Records shown:
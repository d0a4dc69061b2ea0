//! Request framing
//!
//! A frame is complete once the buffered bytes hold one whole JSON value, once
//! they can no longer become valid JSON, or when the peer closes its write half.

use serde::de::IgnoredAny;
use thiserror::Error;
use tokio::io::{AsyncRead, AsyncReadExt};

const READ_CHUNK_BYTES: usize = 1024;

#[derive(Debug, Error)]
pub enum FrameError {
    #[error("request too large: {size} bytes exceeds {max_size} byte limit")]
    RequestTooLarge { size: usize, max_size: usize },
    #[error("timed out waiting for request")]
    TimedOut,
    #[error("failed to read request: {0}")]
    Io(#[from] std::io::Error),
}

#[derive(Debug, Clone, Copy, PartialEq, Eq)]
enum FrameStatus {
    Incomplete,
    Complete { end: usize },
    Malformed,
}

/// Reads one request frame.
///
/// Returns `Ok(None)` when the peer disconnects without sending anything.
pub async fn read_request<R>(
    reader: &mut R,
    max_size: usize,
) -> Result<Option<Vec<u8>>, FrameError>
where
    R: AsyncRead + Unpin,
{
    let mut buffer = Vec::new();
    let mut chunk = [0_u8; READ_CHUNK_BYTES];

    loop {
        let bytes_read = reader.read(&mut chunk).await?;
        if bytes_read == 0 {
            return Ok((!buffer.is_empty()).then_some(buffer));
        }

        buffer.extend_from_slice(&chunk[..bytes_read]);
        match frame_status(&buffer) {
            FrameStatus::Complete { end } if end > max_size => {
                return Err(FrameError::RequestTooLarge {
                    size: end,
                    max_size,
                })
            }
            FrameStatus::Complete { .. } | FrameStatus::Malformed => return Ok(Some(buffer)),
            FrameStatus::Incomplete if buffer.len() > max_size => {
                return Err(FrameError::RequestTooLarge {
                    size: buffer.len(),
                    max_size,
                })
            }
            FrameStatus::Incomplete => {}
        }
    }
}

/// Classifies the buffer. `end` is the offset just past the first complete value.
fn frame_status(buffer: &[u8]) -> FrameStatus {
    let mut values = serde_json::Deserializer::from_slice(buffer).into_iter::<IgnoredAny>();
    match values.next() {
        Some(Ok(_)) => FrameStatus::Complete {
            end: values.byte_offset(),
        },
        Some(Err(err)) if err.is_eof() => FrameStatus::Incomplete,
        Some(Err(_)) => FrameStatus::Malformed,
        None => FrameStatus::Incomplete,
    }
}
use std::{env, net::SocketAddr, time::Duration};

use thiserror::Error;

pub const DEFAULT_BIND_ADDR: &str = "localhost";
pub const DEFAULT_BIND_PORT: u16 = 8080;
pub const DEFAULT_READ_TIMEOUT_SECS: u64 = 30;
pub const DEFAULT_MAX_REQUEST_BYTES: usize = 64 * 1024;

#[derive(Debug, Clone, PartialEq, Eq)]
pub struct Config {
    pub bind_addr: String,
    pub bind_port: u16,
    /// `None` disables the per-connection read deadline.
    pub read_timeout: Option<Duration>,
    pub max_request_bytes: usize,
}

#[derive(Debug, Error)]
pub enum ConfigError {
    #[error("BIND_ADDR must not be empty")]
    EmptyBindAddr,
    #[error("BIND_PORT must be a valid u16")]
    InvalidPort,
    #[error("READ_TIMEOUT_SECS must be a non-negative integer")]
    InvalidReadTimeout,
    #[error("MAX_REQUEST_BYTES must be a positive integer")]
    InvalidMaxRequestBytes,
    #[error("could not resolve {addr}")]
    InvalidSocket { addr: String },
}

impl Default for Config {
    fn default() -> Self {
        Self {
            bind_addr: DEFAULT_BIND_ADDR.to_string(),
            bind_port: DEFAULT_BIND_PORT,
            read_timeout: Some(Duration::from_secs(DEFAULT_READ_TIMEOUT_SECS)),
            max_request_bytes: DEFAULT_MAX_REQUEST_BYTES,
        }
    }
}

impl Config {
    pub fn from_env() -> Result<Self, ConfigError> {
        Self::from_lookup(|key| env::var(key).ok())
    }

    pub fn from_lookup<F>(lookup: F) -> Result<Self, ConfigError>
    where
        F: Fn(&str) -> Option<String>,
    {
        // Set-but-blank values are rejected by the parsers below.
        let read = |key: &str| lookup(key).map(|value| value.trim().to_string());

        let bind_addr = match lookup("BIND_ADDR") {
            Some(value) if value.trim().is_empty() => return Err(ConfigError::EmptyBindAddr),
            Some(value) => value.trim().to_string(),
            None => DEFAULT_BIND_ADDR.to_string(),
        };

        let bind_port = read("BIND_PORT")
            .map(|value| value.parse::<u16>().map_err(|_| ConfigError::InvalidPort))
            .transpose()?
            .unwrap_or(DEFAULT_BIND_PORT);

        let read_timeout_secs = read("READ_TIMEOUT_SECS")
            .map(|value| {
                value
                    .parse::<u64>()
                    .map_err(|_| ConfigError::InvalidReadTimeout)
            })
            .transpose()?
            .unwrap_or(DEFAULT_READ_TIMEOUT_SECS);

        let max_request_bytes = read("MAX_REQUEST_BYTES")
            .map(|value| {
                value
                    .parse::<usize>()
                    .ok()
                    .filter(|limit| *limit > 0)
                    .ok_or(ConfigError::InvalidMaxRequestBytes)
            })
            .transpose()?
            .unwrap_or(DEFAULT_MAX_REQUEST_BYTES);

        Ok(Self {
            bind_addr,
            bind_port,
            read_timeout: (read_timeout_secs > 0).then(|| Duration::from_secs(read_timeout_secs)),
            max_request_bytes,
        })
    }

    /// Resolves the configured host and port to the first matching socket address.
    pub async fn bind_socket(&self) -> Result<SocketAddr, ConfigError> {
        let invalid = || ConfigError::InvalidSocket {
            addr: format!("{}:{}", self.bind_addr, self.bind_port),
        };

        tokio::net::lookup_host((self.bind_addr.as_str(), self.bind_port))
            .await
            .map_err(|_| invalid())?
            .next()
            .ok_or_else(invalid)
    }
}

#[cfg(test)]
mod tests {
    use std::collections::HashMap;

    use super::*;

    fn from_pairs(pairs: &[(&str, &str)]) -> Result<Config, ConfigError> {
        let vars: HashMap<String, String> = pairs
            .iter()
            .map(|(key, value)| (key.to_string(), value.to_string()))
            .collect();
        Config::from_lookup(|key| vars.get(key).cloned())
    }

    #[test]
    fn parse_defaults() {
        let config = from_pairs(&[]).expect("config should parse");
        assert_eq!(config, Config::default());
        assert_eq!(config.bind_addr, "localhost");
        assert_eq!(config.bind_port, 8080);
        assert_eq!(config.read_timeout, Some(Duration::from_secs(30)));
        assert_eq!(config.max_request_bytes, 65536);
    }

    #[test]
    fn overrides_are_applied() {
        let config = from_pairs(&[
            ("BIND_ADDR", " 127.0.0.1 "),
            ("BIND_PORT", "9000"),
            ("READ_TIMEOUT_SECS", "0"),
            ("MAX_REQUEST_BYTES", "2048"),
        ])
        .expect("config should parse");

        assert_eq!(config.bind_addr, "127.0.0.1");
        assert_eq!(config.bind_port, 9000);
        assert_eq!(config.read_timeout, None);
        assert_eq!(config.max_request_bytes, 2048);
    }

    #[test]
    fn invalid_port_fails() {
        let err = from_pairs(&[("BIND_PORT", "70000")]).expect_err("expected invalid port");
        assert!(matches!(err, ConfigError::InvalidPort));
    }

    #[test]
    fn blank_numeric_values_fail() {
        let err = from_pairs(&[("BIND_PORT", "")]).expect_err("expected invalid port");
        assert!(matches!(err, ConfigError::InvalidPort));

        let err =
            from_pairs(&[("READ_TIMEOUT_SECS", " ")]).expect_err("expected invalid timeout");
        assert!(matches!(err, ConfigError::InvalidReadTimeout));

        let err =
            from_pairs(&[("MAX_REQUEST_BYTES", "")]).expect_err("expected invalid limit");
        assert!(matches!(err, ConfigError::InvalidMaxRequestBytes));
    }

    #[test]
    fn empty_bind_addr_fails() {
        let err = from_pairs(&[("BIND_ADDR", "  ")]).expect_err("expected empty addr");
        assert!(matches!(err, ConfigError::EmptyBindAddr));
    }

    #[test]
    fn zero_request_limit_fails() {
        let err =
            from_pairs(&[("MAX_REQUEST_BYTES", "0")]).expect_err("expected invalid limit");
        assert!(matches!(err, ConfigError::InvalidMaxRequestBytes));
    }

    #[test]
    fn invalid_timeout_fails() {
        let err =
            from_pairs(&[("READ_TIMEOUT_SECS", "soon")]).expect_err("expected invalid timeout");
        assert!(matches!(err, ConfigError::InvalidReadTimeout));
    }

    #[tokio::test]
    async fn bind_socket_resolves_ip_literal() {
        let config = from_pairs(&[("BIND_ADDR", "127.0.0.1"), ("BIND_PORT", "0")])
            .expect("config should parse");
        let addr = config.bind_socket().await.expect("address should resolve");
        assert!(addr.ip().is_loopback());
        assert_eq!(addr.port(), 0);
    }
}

Problem statement: Every line of the data above that includes "SocketAddr" should be listed.

Answer section:
use std::{env, net::SocketAddr, time::Duration};
    pub async fn bind_socket(&self) -> Result<SocketAddr, ConfigError> {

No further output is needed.